Sam stared at him dazedly. ‘I don’t love you, Malcolm. I don’t even like you!’
‘What has that got to do with anything?’ He looked at her pityingly. ‘The thing is, Sam, I really don’t like the idea of you belonging to any other man but me. I realised when I saw you again the other night that what’s mine should stay mine.’
‘I don’t belong to anyone, Malcolm.’
‘Not for the past three years you haven’t, no.’ Malcolm confirmed that he really had had her investigated. ‘And you aren’t going to belong to anyone else now, either. So I suggest that you and Daisy move out of Sterne’s apartment as soon as you’ve told him your little affair is over. Preferably before the end of the week,’ Malcolm bit out.
Sam frowned. ‘I can’t do that.’
‘That’s a pity.’ His tone was deceptively mild.
And Sam wasn’t deceived for a moment. ‘You don’t understand,’ she came back agitatedly. ‘I don’t live with Xander Sterne, I work for him. As his carer,’ she added impatiently as Malcolm eyed her sceptically. ‘He was involved in a car accident, and now needs help to—to—’ Somehow Sam didn’t think it was a good idea to tell Malcolm that one of the things she did for Xander was to help him in and out of the shower! ‘I cook for him and help him when necessary,’ she substituted.
Talking of which, it was almost time for her to drive Xander to his physiotherapy session as Paul had the day off.
‘And those duties include you sleeping with him too?’
‘You’re wrong!’ Embarrassed colour heated her cheeks as she recalled how close she had come to doing exactly that on Saturday night.
A guilty blush which caused Malcolm’s eyes to narrow dangerously. ‘Even if what you say is true, you aren’t seriously expecting me to believe that Xander Sterne has a beautiful woman living in his apartment with him, but that he hasn’t slept with her yet?’
‘That’s exactly what I’m telling you,’ Sam maintained stubbornly.
‘And there’s no yet about it,’ she added firmly. ‘I’m only staying at his apartment for a couple of weeks,’ she insisted. ‘Just until his brother returns from his honeymoon. You were at the wedding on Saturday, too, so you know I’m telling the truth.’
‘About Darius being away on his honeymoon, at least, yes.’ He nodded. ‘If what you say is true—’
‘It is.’
‘Then it won’t be difficult to find someone else to take care of him while his brother is away so that you can move out in the next few days.’
Not difficult at all, which was why Sam was so grateful to have this job at all; the Sterne family could have employed anyone to care for Xander, but they had chosen her, Andy had chosen her.
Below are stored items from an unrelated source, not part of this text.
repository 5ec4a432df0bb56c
use crate::cli::ServeArgs;
use crate::infra::{shared_classifier, AppState};
use crate::routes::with_service_routes;
use axum::Extension;
use axum_prometheus::PrometheusMetricLayer;
use scope_advisor::config::AppConfig;
use scope_advisor::error::AppError;
use std::sync::atomic::{AtomicBool, Ordering};
use std::sync::Arc;
use tracing::info;

pub(crate) async fn run(mut config: AppConfig, mut args: ServeArgs) -> Result<(), AppError> {
    if let Some(host) = args.host.take() {
        config.server.host = host;
    }
    if let Some(port) = args.port.take() {
        config.server.port = port;
    }

    let classifier = shared_classifier(&config)?;

    let (prometheus_layer, prometheus_handle) = PrometheusMetricLayer::pair();
    let readiness_flag = Arc::new(AtomicBool::new(false));
    let app_state = AppState {
        readiness: readiness_flag.clone(),
        metrics: Arc::new(prometheus_handle),
    };

    let app = with_service_routes(classifier)
        .layer(Extension(app_state))
        .layer(prometheus_layer);

    let addr = config.server.socket_addr()?;
    let listener = tokio::net::TcpListener::bind(addr).await?;
    readiness_flag.store(true, Ordering::Release);

    info!(?config.environment, %addr, "scope advisor ready");

    axum::serve(listener, app).await?;
    Ok(())
}
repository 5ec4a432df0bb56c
//! Read-only rubric projection of a [`ScopeConfig`] and a structural validator for
//! rubric-shaped documents produced elsewhere.

use std::collections::{BTreeMap, HashSet};

use serde::{Deserialize, Serialize};
use serde_json::{Map, Value};

use super::config::{ScopeConfig, ScoreBand, SignalWeight};
use super::input::RiskLevel;
use super::signals::SignalKind;
use super::{ScopeMode, CONTRACT_VERSION};

pub const RUBRIC_VERSION: &str = "v1";

const V1_BAND_COUNT: usize = 3;

/// One scored dimension as documented for external tooling.
#[derive(Debug, Clone, PartialEq, Eq, Serialize, Deserialize)]
pub struct RubricDimension {
    pub name: SignalKind,
    pub input_field: String,
    pub formula: String,
    pub weight: u32,
    pub cap: u32,
}

#[derive(Debug, Clone, PartialEq, Eq, Serialize, Deserialize)]
pub struct RubricScoreBand {
    pub mode: ScopeMode,
    pub label: String,
    pub min_score: u32,
    pub max_score: u32,
}

impl From<ScoreBand> for RubricScoreBand {
    fn from(band: ScoreBand) -> Self {
        Self {
            mode: band.mode,
            label: band.label(),
            min_score: band.min_score,
            max_score: band.max_score,
        }
    }
}

#[derive(Debug, Clone, PartialEq, Serialize, Deserialize)]
pub struct ConfidenceRubric {
    pub baseline: f64,
    pub boundary_distance_threshold: u32,
    pub boundary_penalty: f64,
}

/// Versioned table of the weights, caps, and bands a classifier applies.
#[derive(Debug, Clone, PartialEq, Serialize, Deserialize)]
pub struct RubricDescription {
    pub rubric_version: String,
    pub contract_version: String,
    pub max_total_score: u32,
    pub dimensions: Vec<RubricDimension>,
    pub score_bands: Vec<RubricScoreBand>,
    pub risk_weights: BTreeMap<String, u32>,
    pub complexity_keywords: Vec<String>,
    pub confidence: ConfidenceRubric,
}

/// Problem found in a rubric-shaped document; `path` locates the offending node.
#[derive(Debug, Clone, PartialEq, Eq, Serialize, Deserialize)]
pub struct RubricIssue {
    pub path: String,
    pub message: String,
}

fn issue(path: impl Into<String>, message: impl Into<String>) -> RubricIssue {
    RubricIssue {
        path: path.into(),
        message: message.into(),
    }
}

/// Project `config` into its rubric. Every number is read from the same instance the
/// classifier scores with.
pub fn export_rubric(config: &ScopeConfig) -> RubricDescription {
    let risk_weights = config.risk_weights();
    let scaled = |kind: SignalKind, formula: &str, weight: SignalWeight| RubricDimension {
        name: kind,
        input_field: kind.input_field().to_string(),
        formula: formula.to_string(),
        weight: weight.multiplier,
        cap: weight.cap,
    };
    let fixed = |kind: SignalKind, formula: &str, weight: u32, cap: u32| RubricDimension {
        name: kind,
        input_field: kind.input_field().to_string(),
        formula: formula.to_string(),
        weight,
        cap,
    };

    let dimensions = vec![
        scaled(
            SignalKind::TimelineWeeks,
            "max(0, estimated_timeline_weeks - 1) * weight",
            config.timeline(),
        ),
        scaled(
            SignalKind::ExpectedWorkItems,
            "max(0, expected_work_items - 1) * weight",
            config.work_items(),
        ),
        scaled(
            SignalKind::DependencyCount,
            "dependency_count * weight",
            config.dependency(),
        ),
        scaled(
            SignalKind::IntegrationSurfaceCount,
            "integration_surface_count * weight",
            config.integration(),
        ),
        scaled(
            SignalKind::DomainCount,
            "max(0, domain_count - 1) * weight",
            config.domain(),
        ),
        scaled(
            SignalKind::CrossTeamCount,
            "max(0, cross_team_count - 1) * weight",
            config.cross_team(),
        ),
        fixed(
            SignalKind::RiskLevel,
            "risk_weights[risk_level]",
            1,
            risk_weights.max_weight(),
        ),
        fixed(
            SignalKind::RequiresComplianceReview,
            "weight if requires_compliance_review else 0",
            config.compliance_score(),
            config.compliance_score(),
        ),
        fixed(
            SignalKind::RequiresMigration,
            "weight if requires_migration else 0",
            config.migration_score(),
            config.migration_score(),
        ),
        fixed(
            SignalKind::ComplexityKeywords,
            "count of distinct complexity keywords matched as whole words in description",
            1,
            config.keyword_cap(),
        ),
    ];

    RubricDescription {
        rubric_version: RUBRIC_VERSION.to_string(),
        contract_version: CONTRACT_VERSION.to_string(),
        max_total_score: config.max_total_score(),
        dimensions,
        score_bands: config
            .score_bands()
            .into_iter()
            .map(RubricScoreBand::from)
            .collect(),
        risk_weights: RiskLevel::ALL
            .into_iter()
            .map(|level| (level.as_str().to_string(), risk_weights.weight_for(level)))
            .collect(),
        complexity_keywords: config.complexity_keywords().iter().cloned().collect(),
        confidence: ConfidenceRubric {
            baseline: config.confidence_baseline(),
            boundary_distance_threshold: config.boundary_distance_threshold(),
            boundary_penalty: config.boundary_penalty(),
        },
    }
}

/// Check a rubric-shaped document against the layout of `version`, collecting every problem.
pub fn validate_rubric_payload(payload: &Value, version: &str) -> Vec<RubricIssue> {
    let mut issues = Vec::new();

    if version != RUBRIC_VERSION {
        issues.push(issue("$", format!("unsupported rubric version '{version}'")));
        return issues;
    }

    let Some(object) = payload.as_object() else {
        issues.push(issue("$", "rubric payload must be an object"));
        return issues;
    };

    match object.get("rubric_version") {
        Some(Value::String(declared)) if declared == version => {}
        Some(Value::String(declared)) => issues.push(issue(
            "rubric_version",
            format!("expected '{version}', found '{declared}'"),
        )),
        Some(_) => issues.push(issue("rubric_version", "must be a string")),
        None => issues.push(issue("rubric_version", "is required")),
    }

    if let Some(items) = required_array(object, "dimensions", &mut issues) {
        check_dimensions(items, &mut issues);
    }
    if let Some(items) = required_array(object, "score_bands", &mut issues) {
        check_bands(items, &mut issues);
    }

    issues
}

fn required_array<'a>(
    object: &'a Map<String, Value>,
    field: &str,
    issues: &mut Vec<RubricIssue>,
) -> Option<&'a Vec<Value>> {
    match object.get(field) {
        Some(Value::Array(items)) => Some(items),
        Some(_) => {
            issues.push(issue(field, "must be an array"));
            None
        }
        None => {
            issues.push(issue(field, "is required"));
            None
        }
    }
}

fn check_dimensions(items: &[Value], issues: &mut Vec<RubricIssue>) {
    if items.is_empty() {
        issues.push(issue("dimensions", "must list at least one dimension"));
        return;
    }

    let mut seen = HashSet::new();
    for (index, item) in items.iter().enumerate() {
        let prefix = format!("dimensions[{index}]");
        let Some(dimension) = item.as_object() else {
            issues.push(issue(prefix, "must be an object"));
            continue;
        };

        for field in ["name", "input_field", "formula"] {
            expect_text(dimension, &prefix, field, issues);
        }
        for field in ["weight", "cap"] {
            expect_count(dimension, &prefix, field, issues);
        }

        if let Some(Value::String(name)) = dimension.get("name") {
            if !seen.insert(name.as_str()) {
                issues.push(issue(
                    format!("{prefix}.name"),
                    format!("duplicate dimension name '{name}'"),
                ));
            }
        }
    }
}

fn check_bands(items: &[Value], issues: &mut Vec<RubricIssue>) {
    if items.len() != V1_BAND_COUNT {
        issues.push(issue(
            "score_bands",
            format!(
                "expected exactly {V1_BAND_COUNT} score bands, found {}",
                items.len()
            ),
        ));
    }

    let mut previous_max: Option<u64> = None;
    for (index, item) in items.iter().enumerate() {
        let prefix = format!("score_bands[{index}]");
        let Some(band) = item.as_object() else {
            issues.push(issue(prefix, "must be an object"));
            previous_max = None;
            continue;
        };

        match band.get("mode").and_then(Value::as_str) {
            Some(mode) => match ScopeMode::parse(mode) {
                Some(parsed) if ScopeMode::ALL.get(index) != Some(&parsed) => issues.push(issue(
                    format!("{prefix}.mode"),
                    format!("band '{mode}' is out of order"),
                )),
                Some(_) => {}
                None => issues.push(issue(
                    format!("{prefix}.mode"),
                    format!("unknown mode '{mode}'"),
                )),
            },
            None => issues.push(issue(format!("{prefix}.mode"), "must be a string")),
        }

        let min = expect_count(band, &prefix, "min_score", issues);
        let max = expect_count(band, &prefix, "max_score", issues);

        if let (Some(min), Some(max)) = (min, max) {
            if min > max {
                issues.push(issue(
                    prefix.clone(),
                    format!("min_score {min} exceeds max_score {max}"),
                ));
            }
            if let Some(previous) = previous_max {
                if min != previous + 1 {
                    issues.push(issue(
                        format!("{prefix}.min_score"),
                        format!("band must start at {} to stay contiguous", previous + 1),
                    ));
                }
            }
        }
        previous_max = max;
    }
}

fn expect_text(
    object: &Map<String, Value>,
    prefix: &str,
    field: &str,
    issues: &mut Vec<RubricIssue>,
) {
    match object.get(field) {
        Some(Value::String(text)) if !text.trim().is_empty() => {}
        Some(_) => issues.push(issue(
            format!("{prefix}.{field}"),
            "must be a non-empty string",
        )),
        None => issues.push(issue(format!("{prefix}.{field}"), "is required")),
    }
}

fn expect_count(
    object: &Map<String, Value>,
    prefix: &str,
    field: &str,
    issues: &mut Vec<RubricIssue>,
) -> Option<u64> {
    match object.get(field) {
        Some(value) => {
            let count = value.as_u64();
            if count.is_none() {
                issues.push(issue(
                    format!("{prefix}.{field}"),
                    "must be a non-negative integer",
                ));
            }
            count
        }
        None => {
            issues.push(issue(format!("{prefix}.{field}"), "is required"));
            None
        }
    }
}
‘I can’t do that,’ she insisted, knowing she couldn’t let Andy down, or forget the fact that the money she earned these two weeks would pay her bills.
Malcolm now eyed her thoughtfully. ‘You’ve changed, Sam; once upon a time you wouldn’t have dreamt of answering me back.’
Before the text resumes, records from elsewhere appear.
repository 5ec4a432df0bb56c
mod common;
mod routing;
//! Layered project configuration.
//!
//! Precedence, lowest first: built-in defaults, `.scope-advisor/config.yml` (shared),
//! `.scope-advisor/config.local.yml` (machine-local), then `SCOPE_CONFIG__*` environment
//! variables whose double-underscore segments name a nested key.

use std::fs;
use std::path::{Path, PathBuf};

use serde_json::{json, Map, Value};
use tracing::debug;

use super::ConfigError;
use crate::scope::ScopeConfig;

pub const CONFIG_DIR: &str = ".scope-advisor";
pub const PROJECT_CONFIG_FILE: &str = "config.yml";
pub const LOCAL_CONFIG_FILE: &str = "config.local.yml";
pub const ENV_PREFIX: &str = "SCOPE_CONFIG__";

const SCOPE_SECTION: &str = "scope_detection";

/// Fully merged project settings.
#[derive(Debug, Clone, PartialEq)]
pub struct ProjectConfig {
    values: Value,
    sources: Vec<PathBuf>,
}

impl ProjectConfig {
    pub fn defaults() -> Value {
        json!({
            "schema_version": 1,
            "scope_detection": {},
        })
    }

    /// Merge every layer under `root`; `env` is usually [`std::env::vars`].
    pub fn load<I, K, V>(root: impl AsRef<Path>, env: I) -> Result<Self, ConfigError>
    where
        I: IntoIterator<Item = (K, V)>,
        K: AsRef<str>,
        V: AsRef<str>,
    {
        let dir = root.as_ref().join(CONFIG_DIR);
        let mut values = Self::defaults();
        let mut sources = Vec::new();

        for path in [dir.join(PROJECT_CONFIG_FILE), dir.join(LOCAL_CONFIG_FILE)] {
            if let Some(layer) = read_layer(&path)? {
                deep_merge(&mut values, layer);
                sources.push(path);
            }
        }

        let overrides = env_overrides(env);
        if !overrides.is_empty() {
            deep_merge(&mut values, Value::Object(overrides));
        }

        debug!(sources = sources.len(), "project configuration loaded");
        Ok(Self { values, sources })
    }

    pub fn values(&self) -> &Value {
        &self.values
    }

    /// Files that contributed a layer, lowest precedence first.
    pub fn sources(&self) -> &[PathBuf] {
        &self.sources
    }

    /// Value at a dotted path such as `scope_detection.keyword_cap`.
    pub fn get(&self, path: &str) -> Option<&Value> {
        path.split('.')
            .try_fold(&self.values, |cursor, segment| cursor.get(segment))
    }

    /// Scoring configuration built from the merged `scope_detection` section.
    pub fn scope_config(&self) -> Result<ScopeConfig, ConfigError> {
        match self.values.get(SCOPE_SECTION) {
            Some(section) => Ok(ScopeConfig::from_mapping(section)?),
            None => Ok(ScopeConfig::default()),
        }
    }
}

fn read_layer(path: &Path) -> Result<Option<Value>, ConfigError> {
    if !path.exists() {
        return Ok(None);
    }

    let contents = fs::read_to_string(path).map_err(|source| ConfigError::Read {
        path: path.to_path_buf(),
        source,
    })?;
    if contents.trim().is_empty() {
        return Ok(Some(Value::Object(Map::new())));
    }

    let parsed: Value = serde_yaml::from_str(&contents).map_err(|source| ConfigError::Yaml {
        path: path.to_path_buf(),
        source,
    })?;

    match parsed {
        Value::Object(_) => Ok(Some(parsed)),
        Value::Null => Ok(Some(Value::Object(Map::new()))),
        _ => Err(ConfigError::NotAMapping {
            path: path.to_path_buf(),
        }),
    }
}

/// Recursively merge `overlay` into `base`; non-mapping values replace what they land on.
fn deep_merge(base: &mut Value, overlay: Value) {
    match (base, overlay) {
        (Value::Object(base), Value::Object(overlay)) => {
            for (key, value) in overlay {
                if let Some(existing) = base.get_mut(&key) {
                    if existing.is_object() && value.is_object() {
                        deep_merge(existing, value);
                        continue;
                    }
                }
                base.insert(key, value);
            }
        }
        (base, overlay) => *base = overlay,
    }
}

fn env_overrides<I, K, V>(env: I) -> Map<String, Value>
where
    I: IntoIterator<Item = (K, V)>,
    K: AsRef<str>,
    V: AsRef<str>,
{
    let mut overrides = Map::new();

    for (key, raw) in env {
        let Some(remainder) = key.as_ref().strip_prefix(ENV_PREFIX) else {
            continue;
        };
        let segments: Vec<String> = remainder
            .split("__")
            .map(|segment| segment.trim().to_ascii_lowercase())
            .filter(|segment| !segment.is_empty())
            .collect();
        if segments.is_empty() {
            continue;
        }

        set_nested(&mut overrides, &segments, parse_env_value(raw.as_ref()));
    }

    overrides
}

/// YAML scalar, sequence, or mapping when the text parses; the raw string otherwise.
fn parse_env_value(raw: &str) -> Value {
    serde_yaml::from_str(raw).unwrap_or_else(|_| Value::String(raw.to_string()))
}

fn set_nested(target: &mut Map<String, Value>, path: &[String], value: Value) {
    match path {
        [] => {}
        [last] => {
            target.insert(last.clone(), value);
        }
        [head, rest @ ..] => {
            let entry = target
                .entry(head.clone())
                .or_insert_with(|| Value::Object(Map::new()));
            if !entry.is_object() {
                *entry = Value::Object(Map::new());
            }
            if let Value::Object(child) = entry {
                set_nested(child, rest, value);
            }
        }
    }
}
use crate::infra::AppState;
use axum::http::{header, StatusCode};
use axum::response::IntoResponse;
use axum::routing::get;
use axum::{Extension, Json, Router};
use scope_advisor::{scope_router, ScopeClassifier};
use serde_json::json;
use std::sync::atomic::Ordering;
use std::sync::Arc;

pub(crate) fn with_service_routes(classifier: Arc<ScopeClassifier>) -> Router {
    scope_router(classifier)
        .route("/health", get(healthcheck))
        .route("/ready", get(readiness_endpoint))
        .route("/metrics", get(metrics_endpoint))
}

pub(crate) async fn healthcheck() -> Json<serde_json::Value> {
    Json(json!({ "status": "ok" }))
}

pub(crate) async fn readiness_endpoint(Extension(state): Extension<AppState>) -> impl IntoResponse {
    let ready = state.readiness.load(Ordering::Relaxed);
    let status = if ready {
        StatusCode::OK
    } else {
        StatusCode::SERVICE_UNAVAILABLE
    };

    let payload = if ready {
        json!({ "status": "ready" })
    } else {
        json!({ "status": "initializing" })
    };

    (status, Json(payload))
}

pub(crate) async fn metrics_endpoint(Extension(state): Extension<AppState>) -> impl IntoResponse {
    (
        StatusCode::OK,
        [(header::CONTENT_TYPE, "text/plain; version=0.0.4")],
        state.metrics.render(),
    )
}
use crate::commands::{
    run_classify, run_gate_normalize, run_gate_validate, run_rubric, ClassifyArgs, GateArgs,
    RubricArgs,
};
use crate::server;
use clap::{Args, Parser, Subcommand};
use scope_advisor::config::AppConfig;
use scope_advisor::error::AppError;
use scope_advisor::telemetry;

#[derive(Parser, Debug)]
#[command(
    name = "scope-advisor",
    about = "Classify project intake into feature, epic, or program scope",
    version
)]
struct Cli {
    #[command(subcommand)]
    command: Option<Command>,
}

#[derive(Subcommand, Debug)]
enum Command {
    /// Start the HTTP service (default command)
    Serve(ServeArgs),
    /// Score an intake document and print the classification with its gate payload
    Classify(ClassifyArgs),
    /// Print the scoring rubric, or check a rubric document against the current version
    Rubric(RubricArgs),
    /// Repair or check gate payloads produced elsewhere
    Gate {
        #[command(subcommand)]
        command: GateCommand,
    },
}

#[derive(Subcommand, Debug)]
enum GateCommand {
    /// Print the fully populated payload together with every issue found
    Normalize(GateArgs),
    /// Print only the validation verdict and issues
    Validate(GateArgs),
}

#[derive(Args, Debug, Default)]
pub(crate) struct ServeArgs {
    /// Override the configured host for the HTTP server
    #[arg(long)]
    pub(crate) host: Option<String>,
    /// Override the configured port for the HTTP server
    #[arg(long)]
    pub(crate) port: Option<u16>,
}

pub(crate) async fn run() -> Result<(), AppError> {
    let cli = Cli::parse();
    let command = cli
        .command
        .unwrap_or_else(|| Command::Serve(ServeArgs::default()));

    let config = AppConfig::load()?;
    telemetry::init(&config.telemetry)?;

    match command {
        Command::Serve(args) => server::run(config, args).await,
        Command::Classify(args) => run_classify(&config, args),
        Command::Rubric(args) => run_rubric(&config, args),
        Command::Gate {
            command: GateCommand::Normalize(args),
        } => run_gate_normalize(args),
        Command::Gate {
            command: GateCommand::Validate(args),
        } => run_gate_validate(args),
    }
}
‘Once upon a time I was stupid enough to think myself in love with you, too!’ she replied heatedly, knowing she shouldn’t antagonise Malcolm in the circumstances, but totally unable to stop herself from retaliating to that last jibe.
His mouth twisted into the semblance of a smile. ‘But not any longer.’
‘That’s one of the reasons we’re divorced, remember?’ Sam eyed him warily.
‘I remember only too well.’ Malcolm’s mouth thinned. ‘I have never liked failure, Sam. And I definitely consider my marriage to you to be in that category.’
She gave a pained frown. ‘And whose fault was that? If you had told me you didn’t want children then I would never have married you in the first place.’ Having long been an orphan, Sam had always wanted children of her own. She hadn’t just wanted children, she had ached for a family of her own, to love and care for, and to be loved and cared for in return. Instead she had got Malcolm.
And Daisy...
Daisy made up for all the pain, all the disillusionment of those unhappy years of being married to a man as cold and controlling as her ex-husband.
She would do anything to protect Daisy.
Anything at all.
‘I want you back in my bed, Sam, and I think you know me well enough to know that I’ll use any means at my disposal to achieve that,’ Malcolm informed her confidently.
Almost as if he had been able to read her thoughts.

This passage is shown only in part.